(RECORDS FOR PROCESSING Opens)

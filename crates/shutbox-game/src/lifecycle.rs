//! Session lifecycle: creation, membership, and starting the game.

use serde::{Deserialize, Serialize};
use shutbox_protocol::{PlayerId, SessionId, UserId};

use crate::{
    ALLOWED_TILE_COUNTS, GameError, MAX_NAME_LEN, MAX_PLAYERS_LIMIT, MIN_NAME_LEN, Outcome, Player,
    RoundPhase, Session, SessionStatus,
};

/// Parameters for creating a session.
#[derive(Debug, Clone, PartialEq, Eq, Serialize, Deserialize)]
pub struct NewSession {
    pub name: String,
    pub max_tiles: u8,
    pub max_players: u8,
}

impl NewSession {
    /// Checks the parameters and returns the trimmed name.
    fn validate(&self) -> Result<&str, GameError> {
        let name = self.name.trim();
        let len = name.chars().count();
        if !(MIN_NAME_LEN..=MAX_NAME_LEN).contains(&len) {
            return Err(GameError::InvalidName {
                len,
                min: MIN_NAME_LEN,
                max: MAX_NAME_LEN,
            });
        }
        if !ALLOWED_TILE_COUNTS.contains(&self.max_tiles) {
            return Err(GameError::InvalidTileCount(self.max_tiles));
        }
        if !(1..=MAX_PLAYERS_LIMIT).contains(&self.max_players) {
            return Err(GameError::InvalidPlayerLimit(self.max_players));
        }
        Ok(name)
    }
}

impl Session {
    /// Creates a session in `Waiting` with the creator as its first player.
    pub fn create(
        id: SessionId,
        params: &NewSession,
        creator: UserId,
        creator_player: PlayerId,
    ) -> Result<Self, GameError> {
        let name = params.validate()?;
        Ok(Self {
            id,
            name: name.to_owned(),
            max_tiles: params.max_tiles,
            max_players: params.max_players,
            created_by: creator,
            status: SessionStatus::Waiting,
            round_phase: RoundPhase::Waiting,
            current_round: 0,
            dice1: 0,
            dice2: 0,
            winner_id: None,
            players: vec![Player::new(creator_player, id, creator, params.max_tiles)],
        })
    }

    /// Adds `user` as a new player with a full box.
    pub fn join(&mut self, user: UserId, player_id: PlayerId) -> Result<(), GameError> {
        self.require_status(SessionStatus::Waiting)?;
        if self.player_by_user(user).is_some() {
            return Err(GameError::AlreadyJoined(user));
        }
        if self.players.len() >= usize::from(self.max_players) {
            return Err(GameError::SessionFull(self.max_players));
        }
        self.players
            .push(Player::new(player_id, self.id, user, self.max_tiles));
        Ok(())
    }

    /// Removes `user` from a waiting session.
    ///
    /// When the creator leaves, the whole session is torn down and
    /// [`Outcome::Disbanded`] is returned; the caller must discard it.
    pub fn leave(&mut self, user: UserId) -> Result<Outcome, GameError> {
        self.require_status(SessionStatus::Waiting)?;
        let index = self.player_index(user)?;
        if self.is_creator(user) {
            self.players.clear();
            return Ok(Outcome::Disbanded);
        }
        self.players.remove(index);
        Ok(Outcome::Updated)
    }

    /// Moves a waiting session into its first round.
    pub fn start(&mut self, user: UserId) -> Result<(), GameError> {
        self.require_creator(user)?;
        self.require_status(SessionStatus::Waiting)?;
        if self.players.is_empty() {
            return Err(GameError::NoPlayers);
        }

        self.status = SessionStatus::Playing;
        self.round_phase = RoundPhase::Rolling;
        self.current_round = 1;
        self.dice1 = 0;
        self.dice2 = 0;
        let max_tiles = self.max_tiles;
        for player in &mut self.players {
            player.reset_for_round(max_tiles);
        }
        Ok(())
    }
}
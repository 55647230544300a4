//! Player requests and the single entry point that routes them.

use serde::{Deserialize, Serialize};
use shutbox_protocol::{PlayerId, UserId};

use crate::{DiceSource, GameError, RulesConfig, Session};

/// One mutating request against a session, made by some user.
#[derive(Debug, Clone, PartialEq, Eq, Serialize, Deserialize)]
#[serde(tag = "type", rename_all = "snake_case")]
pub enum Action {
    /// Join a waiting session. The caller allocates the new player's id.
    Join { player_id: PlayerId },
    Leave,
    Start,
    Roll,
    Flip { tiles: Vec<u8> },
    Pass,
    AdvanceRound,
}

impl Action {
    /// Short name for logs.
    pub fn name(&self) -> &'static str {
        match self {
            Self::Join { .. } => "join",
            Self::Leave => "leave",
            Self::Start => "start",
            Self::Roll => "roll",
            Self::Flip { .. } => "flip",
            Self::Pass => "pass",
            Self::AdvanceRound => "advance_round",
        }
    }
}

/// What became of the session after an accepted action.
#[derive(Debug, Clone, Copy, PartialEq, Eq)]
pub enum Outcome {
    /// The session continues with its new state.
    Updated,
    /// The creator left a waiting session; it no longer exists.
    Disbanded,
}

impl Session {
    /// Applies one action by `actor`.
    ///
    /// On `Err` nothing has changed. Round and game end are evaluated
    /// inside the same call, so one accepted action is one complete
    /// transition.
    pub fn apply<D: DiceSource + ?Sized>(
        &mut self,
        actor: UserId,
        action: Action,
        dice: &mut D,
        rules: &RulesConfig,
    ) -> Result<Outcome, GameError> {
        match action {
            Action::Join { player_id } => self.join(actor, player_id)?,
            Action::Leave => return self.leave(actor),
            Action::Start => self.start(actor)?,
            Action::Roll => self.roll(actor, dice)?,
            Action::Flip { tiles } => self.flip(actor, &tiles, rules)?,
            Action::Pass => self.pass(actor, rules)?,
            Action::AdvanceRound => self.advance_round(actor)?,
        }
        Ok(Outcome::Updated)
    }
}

(RECORDS FOR PROCESSING Closes)

### TASK OBJECTIVE
Go through the entries above and report each line with the string "impl" in it.

### ANSWER BELOW
impl NewSession {
impl Session {
impl Action {
impl Session {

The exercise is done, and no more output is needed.